Binary-pulsar tests of strong-field gravity and gravitational radiation damping
Gilles Esposito-Farese

TL;DR
Binary-pulsar observations provide stringent tests of strong-field gravity theories, especially tensor-scalar models, by detecting gravitational radiation damping effects that differ from general relativity, with recent data tightening constraints.
Contribution
This paper reviews recent binary-pulsar data constraints on tensor-scalar gravity theories, highlighting their ability to rule out models indistinguishable from GR in the solar system.
Findings
Binary-pulsar data strongly constrain tensor-scalar gravity theories.
PSR J1141-6545 now provides constraints comparable to solar-system tests.

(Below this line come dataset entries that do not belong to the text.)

use crate::inquiry::InquiryDetails;
use chrono_tz::Australia::Sydney;
use percent_encoding::{utf8_percent_encode, AsciiSet, NON_ALPHANUMERIC};
use serde::Serialize;
use serde_json::Value;
use tinytemplate::{error::Error, TinyTemplate};

const ADMIN_TEMPLATE_NAME: &str = "admin-email";
const CLIENT_TEMPLATE_NAME: &str = "client-email";
const ADMIN_TEMPLATE: &str = include_str!(concat!(
    env!("CARGO_MANIFEST_DIR"),
    "/assets/admin-email.html"
));
const CLIENT_TEMPLATE: &str = include_str!(concat!(
    env!("CARGO_MANIFEST_DIR"),
    "/assets/client-email.html"
));

const SUBMITTED_AT_FORMAT: &str = "%d/%m/%Y, %I:%M:%S %p %Z";

const MAILTO_ADDRESS_FORMATTER: &str = "mailto_address";
/// Everything outside a plain address is escaped so a submitted email cannot add
/// `?cc=`-style headers to a mailto link.
const MAILTO_ADDRESS_SET: &AsciiSet = &NON_ALPHANUMERIC
    .remove(b'@')
    .remove(b'.')
    .remove(b'-')
    .remove(b'_');

pub struct RenderedEmails {
    pub admin_subject: String,
    pub admin_html: String,
    pub client_subject: String,
    pub client_html: String,
}

#[derive(Serialize)]
struct Context<'a> {
    inquiry_id: &'a str,
    name: &'a str,
    email: &'a str,
    phone: Option<&'a str>,
    company: Option<&'a str>,
    budget: Option<&'a str>,
    message: &'a str,
    service_label: &'static str,
    urgency_color: &'static str,
    urgency_label: &'static str,
    urgency_keyword: &'static str,
    urgency_title: &'static str,
    response_time: &'static str,
    priority_notice: &'static str,
    submitted_at: String,
}

impl<'a> From<&'a InquiryDetails<'a>> for Context<'a> {
    fn from(details: &'a InquiryDetails<'a>) -> Self {
        let inquiry = &details.inquiry;
        Self {
            inquiry_id: details.id.as_str(),
            name: inquiry.name,
            email: inquiry.email,
            phone: inquiry.phone,
            company: inquiry.company,
            budget: inquiry.budget,
            message: inquiry.message,
            service_label: details.service_label,
            urgency_color: details.urgency.color(),
            urgency_label: details.urgency.shouting_label(),
            urgency_keyword: details.urgency.keyword(),
            urgency_title: details.urgency.title(),
            response_time: details.urgency.response_time(),
            priority_notice: details.urgency.priority_notice(),
            submitted_at: details
                .submitted_at
                .with_timezone(&Sydney)
                .format(SUBMITTED_AT_FORMAT)
                .to_string(),
        }
    }
}

/// Renders the staff alert and the submitter confirmation.
///
/// Every interpolated value goes through TinyTemplate's default formatter, which
/// HTML-escapes it.
pub fn render_inquiry_emails(details: &InquiryDetails) -> Result<RenderedEmails, Error> {
    let mut tt = TinyTemplate::new();
    tt.add_formatter(MAILTO_ADDRESS_FORMATTER, format_mailto_address);
    tt.add_template(ADMIN_TEMPLATE_NAME, ADMIN_TEMPLATE)?;
    tt.add_template(CLIENT_TEMPLATE_NAME, CLIENT_TEMPLATE)?;
    let context = Context::from(details);
    Ok(RenderedEmails {
        admin_subject: format!(
            "🚨 NEW {} PRIORITY INQUIRY - {} - {}",
            context.urgency_label, context.name, context.service_label
        ),
        admin_html: tt.render(ADMIN_TEMPLATE_NAME, &context)?,
        client_subject: format!(
            "Thank you for contacting Everguard Intelligence - We'll respond {}",
            context.response_time
        ),
        client_html: tt.render(CLIENT_TEMPLATE_NAME, &context)?,
    })
}

fn format_mailto_address(value: &Value, output: &mut String) -> Result<(), Error> {
    let Value::String(address) = value else {
        return Err(Error::GenericError {
            msg: format!("Expected an email address, got {value}"),
        });
    };
    output.extend(utf8_percent_encode(address, MAILTO_ADDRESS_SET));
    Ok(())
}
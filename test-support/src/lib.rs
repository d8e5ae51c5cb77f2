pub mod fake_sendgrid;

use simplelog::{ColorChoice, CombinedLogger, Config, LevelFilter, TermLogger, TerminalMode};

pub fn setup_logging() {
    // Several tests in one binary may call this; only the first initialisation wins.
    let _ = CombinedLogger::init(vec![TermLogger::new(
        LevelFilter::Debug,
        Config::default(),
        TerminalMode::Mixed,
        ColorChoice::Auto,
    )]);
}
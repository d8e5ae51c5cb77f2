use std::borrow::Cow;
use tracing::info;

pub const API_KEY_VARIABLE: &str = "SENDGRID_API_KEY";
pub const FROM_EMAIL_VARIABLE: &str = "SENDGRID_FROM_EMAIL";
pub const TO_EMAIL_VARIABLE: &str = "SENDGRID_TO_EMAIL";
const API_URL_VARIABLE: &str = "SENDGRID_API_URL";
const EXPOSE_DEBUG_VARIABLE: &str = "CONTACT_FORM_EXPOSE_DEBUG";

const SENDGRID_API_URL: &str = "https://api.sendgrid.com/v3/mail/send";

/// Process-wide mail settings, read once at startup.
///
/// The three SendGrid values are kept optional here. Their absence is only reported
/// when a submission actually needs them, so a misconfigured deployment still answers
/// preflight and validation requests.
#[derive(Clone, Default)]
pub struct MailerConfig {
    api_key: Option<String>,
    from_email: Option<String>,
    to_email: Option<String>,
    api_url: Option<String>,
    expose_debug_info: bool,
}

impl MailerConfig {
    pub fn from_env() -> Self {
        Self::from_lookup(|key| std::env::var(key).ok())
    }

    pub fn from_lookup(lookup: impl Fn(&str) -> Option<String>) -> Self {
        let non_empty = |key: &str| lookup(key).filter(|value| !value.is_empty());
        Self {
            api_key: non_empty(API_KEY_VARIABLE),
            from_email: non_empty(FROM_EMAIL_VARIABLE),
            to_email: non_empty(TO_EMAIL_VARIABLE),
            api_url: non_empty(API_URL_VARIABLE),
            expose_debug_info: non_empty(EXPOSE_DEBUG_VARIABLE)
                .is_some_and(|value| matches!(value.as_str(), "1" | "true" | "yes")),
        }
    }

    pub fn api_url(&self) -> Cow<'_, str> {
        self.api_url
            .as_deref()
            .map(Cow::Borrowed)
            .unwrap_or(SENDGRID_API_URL.into())
    }

    pub fn expose_debug_info(&self) -> bool {
        self.expose_debug_info
    }

    /// Checks the required values in a fixed order, stopping at the first one missing.
    pub fn resolve(&self) -> Result<ResolvedConfig<'_>, MissingConfig> {
        let api_key = self.api_key.as_deref().ok_or(MissingConfig::ApiKey)?;
        let from_email = self.from_email.as_deref().ok_or(MissingConfig::FromEmail)?;
        let to_email = self.to_email.as_deref().ok_or(MissingConfig::ToEmail)?;
        Ok(ResolvedConfig {
            api_key,
            from_email,
            to_email,
        })
    }

    pub fn log_presence(&self) {
        info!(
            "Environment check: has_api_key={}, has_from_email={}, has_to_email={}, from_email={:?}, to_email={:?}",
            self.api_key.is_some(),
            self.from_email.is_some(),
            self.to_email.is_some(),
            self.from_email,
            self.to_email,
        );
    }
}

pub struct ResolvedConfig<'a> {
    pub api_key: &'a str,
    pub from_email: &'a str,
    pub to_email: &'a str,
}

#[derive(Debug, Clone, Copy, PartialEq, Eq)]
pub enum MissingConfig {
    ApiKey,
    FromEmail,
    ToEmail,
}

impl MissingConfig {
    pub fn description(self) -> &'static str {
        match self {
            MissingConfig::ApiKey => "Email service not configured - missing API key",
            MissingConfig::FromEmail => "Email service not configured - missing from email",
            MissingConfig::ToEmail => "Email service not configured - missing to email",
        }
    }

    pub fn variable(self) -> &'static str {
        match self {
            MissingConfig::ApiKey => API_KEY_VARIABLE,
            MissingConfig::FromEmail => FROM_EMAIL_VARIABLE,
            MissingConfig::ToEmail => TO_EMAIL_VARIABLE,
        }
    }
}

impl std::fmt::Display for MissingConfig {
    fn fmt(&self, f: &mut std::fmt::Formatter<'_>) -> std::fmt::Result {
        write!(f, "{} environment variable not set", self.variable())
    }
}

impl std::error::Error for MissingConfig {}


#[cfg(test)]
mod tests {
    use super::{
        test_support::{FakeEnvironment, FAKE_API_KEY, FAKE_FROM_EMAIL, FAKE_TO_EMAIL},
        MailerConfig, MissingConfig, API_KEY_VARIABLE, FROM_EMAIL_VARIABLE, SENDGRID_API_URL,
        TO_EMAIL_VARIABLE,
    };
    use googletest::prelude::*;
    use serial_test::serial;

    const FAKE_URL: &str = "http://localhost:1/v3/mail/send";

    #[test]
    fn resolves_complete_configuration() -> Result<()> {
        let config = FakeEnvironment::complete(FAKE_URL).into_config();

        let resolved = config.resolve();

        verify_that!(resolved.is_ok(), eq(true))?;
        let resolved = resolved.unwrap();
        verify_that!(resolved.api_key, eq(FAKE_API_KEY))?;
        verify_that!(resolved.from_email, eq(FAKE_FROM_EMAIL))?;
        verify_that!(resolved.to_email, eq(FAKE_TO_EMAIL))
    }

    #[test]
    fn reports_missing_api_key_before_other_values() -> Result<()> {
        let config = FakeEnvironment::complete(FAKE_URL)
            .without(API_KEY_VARIABLE)
            .without(TO_EMAIL_VARIABLE)
            .into_config();

        verify_that!(config.resolve().err(), some(eq(MissingConfig::ApiKey)))
    }

    #[test]
    fn reports_missing_from_email_before_to_email() -> Result<()> {
        let config = FakeEnvironment::complete(FAKE_URL)
            .without(FROM_EMAIL_VARIABLE)
            .without(TO_EMAIL_VARIABLE)
            .into_config();

        verify_that!(config.resolve().err(), some(eq(MissingConfig::FromEmail)))
    }

    #[test]
    fn treats_empty_value_as_missing() -> Result<()> {
        let config = FakeEnvironment::complete(FAKE_URL)
            .with(TO_EMAIL_VARIABLE, "")
            .into_config();

        verify_that!(config.resolve().err(), some(eq(MissingConfig::ToEmail)))
    }

    #[test]
    fn falls_back_to_sendgrid_url() -> Result<()> {
        let config = MailerConfig::from_lookup(|_| None);

        verify_that!(config.api_url().into_owned(), eq(SENDGRID_API_URL))
    }

    #[test]
    fn hides_debug_info_by_default() -> Result<()> {
        let config = FakeEnvironment::complete(FAKE_URL).into_config();

        verify_that!(config.expose_debug_info(), eq(false))
    }

    #[test]
    fn describes_each_missing_value_differently() -> Result<()> {
        verify_that!(
            MissingConfig::ApiKey.description(),
            contains_substring("API key")
        )?;
        verify_that!(
            MissingConfig::FromEmail.description(),
            contains_substring("from email")
        )?;
        verify_that!(
            MissingConfig::ToEmail.description(),
            contains_substring("to email")
        )?;
        verify_that!(
            MissingConfig::ToEmail.to_string(),
            eq("SENDGRID_TO_EMAIL environment variable not set")
        )
    }

    #[test]
    #[serial]
    fn reads_values_from_process_environment() -> Result<()> {
        let _api_key = TemporaryEnv::new(API_KEY_VARIABLE, "SG.from-env");
        let _from = TemporaryEnv::new(FROM_EMAIL_VARIABLE, "from@example.com");
        let _to = TemporaryEnv::new(TO_EMAIL_VARIABLE, "to@example.com");

        let config = MailerConfig::from_env();

        verify_that!(config.resolve().map(|c| c.api_key).ok(), some(eq("SG.from-env")))
    }

    struct TemporaryEnv(&'static str, Option<String>);

    impl TemporaryEnv {
        fn new(key: &'static str, value: impl AsRef<str>) -> Self {
            let old_value = std::env::var(key).ok();
            std::env::set_var(key, value.as_ref());
            Self(key, old_value)
        }
    }

    impl Drop for TemporaryEnv {
        fn drop(&mut self) {
            if let Some(value) = self.1.as_ref() {
                std::env::set_var(self.0, value);
            } else {
                std::env::remove_var(self.0);
            }
        }
    }
}
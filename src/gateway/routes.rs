//! HTTP surface of the gateway under `/api/mcp`.

use axum::body::Body;
use axum::extract::rejection::JsonRejection;
use axum::extract::{Path, Query, State};
use axum::http::{header, StatusCode};
use axum::response::{IntoResponse, Response};
use axum::routing::get;
use axum::{Json, Router};
use serde::Deserialize;
use serde_json::Value;
use std::collections::BTreeMap;
use std::net::SocketAddr;
use tokio::net::TcpListener;
use tracing::{info, warn};

use super::{Gateway, CONFIGURE_FAILED_MESSAGE};
use crate::models::{
    ConfigResponse, ConfigurationStatus, HealthResponse, QueryResponse, RemovalResponse,
    ServerConfigRequest, ServerProfile, ServerStatusResponse,
};
use crate::utils::{into_frames, CancelHandle};

/// Errors returned by HTTP handlers
#[derive(Debug, thiserror::Error)]
pub enum GatewayError {
    #[error("server '{0}' is not configured")]
    NotFound(String),

    #[error("failed to bind {addr}: {source}")]
    Bind {
        addr: String,
        #[source]
        source: std::io::Error,
    },

    #[error("server error: {0}")]
    Serve(#[from] std::io::Error),
}

impl IntoResponse for GatewayError {
    fn into_response(self) -> Response {
        let status = match self {
            GatewayError::NotFound(_) => StatusCode::NOT_FOUND,
            GatewayError::Bind { .. } | GatewayError::Serve(_) => {
                StatusCode::INTERNAL_SERVER_ERROR
            }
        };
        let body = serde_json::json!({ "error": self.to_string() });
        (status, Json(body)).into_response()
    }
}

#[derive(Debug, Deserialize)]
struct QueryParams {
    query: String,
    server: Option<String>,
}

#[derive(Debug, Deserialize)]
struct ChatParams {
    prompt: String,
    server: Option<String>,
}

/// Build the router for all gateway endpoints
pub fn router(gateway: Gateway) -> Router {
    Router::new()
        .route("/api/mcp/health", get(health))
        .route("/api/mcp/servers", get(list_servers).post(configure_server))
        .route(
            "/api/mcp/servers/{name}",
            get(get_server).delete(remove_server),
        )
        .route("/api/mcp/servers/{name}/status", get(server_status))
        .route("/api/mcp/test/query", get(test_query))
        .route("/api/mcp/chat/stream", get(stream_chat))
        .with_state(gateway)
}

/// Serve the gateway on `addr` until Ctrl-C
pub async fn serve(gateway: Gateway, addr: &str) -> Result<(), GatewayError> {
    let listener = TcpListener::bind(addr)
        .await
        .map_err(|source| GatewayError::Bind {
            addr: addr.to_string(),
            source,
        })?;
    let local: SocketAddr = listener.local_addr()?;
    info!("Gateway listening on http://{}", local);

    axum::serve(listener, router(gateway))
        .with_graceful_shutdown(shutdown_signal())
        .await?;

    info!("Gateway stopped");
    Ok(())
}

async fn shutdown_signal() {
    if tokio::signal::ctrl_c().await.is_ok() {
        info!("Shutdown signal received");
    }
}

async fn health(State(gateway): State<Gateway>) -> Json<HealthResponse> {
    Json(gateway.health())
}

/// Bodies that do not decode into a request are rejected like any other
/// invalid profile, with a structured failure body.
async fn configure_server(
    State(gateway): State<Gateway>,
    payload: Result<Json<Value>, JsonRejection>,
) -> (StatusCode, Json<ConfigResponse>) {
    let response = match payload {
        Ok(Json(body)) => {
            let server_name = body
                .get("serverName")
                .and_then(Value::as_str)
                .map(str::to_string);
            match serde_json::from_value::<ServerConfigRequest>(body) {
                Ok(request) => gateway.configure_server(request),
                Err(e) => undecodable(server_name, e.to_string()),
            }
        }
        Err(rejection) => undecodable(None, rejection.body_text()),
    };
    let status = if response.success {
        StatusCode::OK
    } else {
        StatusCode::BAD_REQUEST
    };
    (status, Json(response))
}

fn undecodable(server_name: Option<String>, detail: String) -> ConfigResponse {
    warn!("Rejected undecodable MCP server configuration: {}", detail);
    ConfigResponse::failure(server_name, CONFIGURE_FAILED_MESSAGE, detail)
}

async fn list_servers(
    State(gateway): State<Gateway>,
) -> Json<BTreeMap<String, ConfigurationStatus>> {
    Json(gateway.list_servers())
}

async fn get_server(
    State(gateway): State<Gateway>,
    Path(name): Path<String>,
) -> Result<Json<ServerProfile>, GatewayError> {
    gateway
        .get_server(&name)
        .map(Json)
        .ok_or(GatewayError::NotFound(name))
}

async fn remove_server(
    State(gateway): State<Gateway>,
    Path(name): Path<String>,
) -> Result<Json<RemovalResponse>, GatewayError> {
    gateway
        .remove_server(&name)
        .map(Json)
        .ok_or(GatewayError::NotFound(name))
}

async fn server_status(
    State(gateway): State<Gateway>,
    Path(name): Path<String>,
) -> Json<ServerStatusResponse> {
    Json(gateway.server_status(&name))
}

async fn test_query(
    State(gateway): State<Gateway>,
    Query(params): Query<QueryParams>,
) -> (StatusCode, Json<QueryResponse>) {
    let response = gateway
        .invoke_query(&params.query, params.server.as_deref())
        .await;
    let status = if response.success {
        StatusCode::OK
    } else {
        StatusCode::INTERNAL_SERVER_ERROR
    };
    (status, Json(response))
}

async fn stream_chat(
    State(gateway): State<Gateway>,
    Query(params): Query<ChatParams>,
) -> Response {
    let cancel = CancelHandle::new();
    let chunks = gateway.stream_chat(params.prompt, params.server, cancel.clone());
    let frames = into_frames(chunks, &cancel);

    (
        [(header::CONTENT_TYPE, "text/plain; charset=utf-8")],
        Body::from_stream(frames),
    )
        .into_response()
}
//! Handlers for the RAG tools.
//!
//! Each handler resolves the optional `server` argument to an invoker and
//! returns the invoker's text as a JSON string. Backend failures arrive as
//! sentinel text, not as tool errors.

use serde_json::Value;

use super::tools::ToolHandler;
use crate::gateway::Gateway;
use crate::rag::RagInvoker;

fn resolve(gateway: &Gateway, args: &Value) -> Result<RagInvoker, String> {
    let server = args.get("server").and_then(|v| v.as_str());
    gateway.resolve_invoker(server).map_err(|e| e.to_string())
}

/// Handler for `query_with_agentic_rag`
#[derive(Debug)]
pub struct QueryHandler {
    pub gateway: Gateway,
}

#[async_trait::async_trait]
impl ToolHandler for QueryHandler {
    async fn execute(&self, args: Value) -> Result<Value, String> {
        let query = args
            .get("query")
            .and_then(|v| v.as_str())
            .ok_or("Missing 'query' parameter")?;

        let invoker = resolve(&self.gateway, &args)?;
        Ok(Value::String(invoker.query(query).await))
    }
}

/// Handler for `batch_query_with_agentic_rag`
#[derive(Debug)]
pub struct BatchQueryHandler {
    pub gateway: Gateway,
}

#[async_trait::async_trait]
impl ToolHandler for BatchQueryHandler {
    async fn execute(&self, args: Value) -> Result<Value, String> {
        let queries = args
            .get("queries")
            .and_then(|v| v.as_array())
            .ok_or("Missing 'queries' parameter")?
            .iter()
            .map(|v| v.as_str().ok_or("'queries' must contain only strings"))
            .collect::<Result<Vec<_>, _>>()?;

        let invoker = resolve(&self.gateway, &args)?;
        Ok(Value::String(invoker.batch_query(&queries).await))
    }
}

/// Handler for `get_agentic_rag_status`
#[derive(Debug)]
pub struct StatusHandler {
    pub gateway: Gateway,
}

#[async_trait::async_trait]
impl ToolHandler for StatusHandler {
    async fn execute(&self, args: Value) -> Result<Value, String> {
        let invoker = resolve(&self.gateway, &args)?;
        Ok(Value::String(invoker.health_check().await))
    }
}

Scalar-field effects are negligible for LIGO and VIRGO gravitational wave detection.
Abstract
This talk reviews the constraints imposed by binary-pulsar data on gravity theories, focusing on ``tensor-scalar'' ones which are the best motivated alternatives to general relativity. We recall that binary-pulsar tests are qualitatively different from solar-system experiments, because of nonperturbative strong-field effects which can occur in compact objects like neutron stars, and because one can observe the effect of gravitational radiation damping. Some theories which are strictly indistinguishable from general relativity in the solar system are ruled out by binary-pulsar observations. During the last months, several impressive new experimental data have been published. Today, the most constraining binary pulsar is no longer the celebrated (Hulse-Taylor) PSR B1913+16, but the neutron star-white dwarf system PSR J1141-6545. In particular, in a region of the ``theory space'',…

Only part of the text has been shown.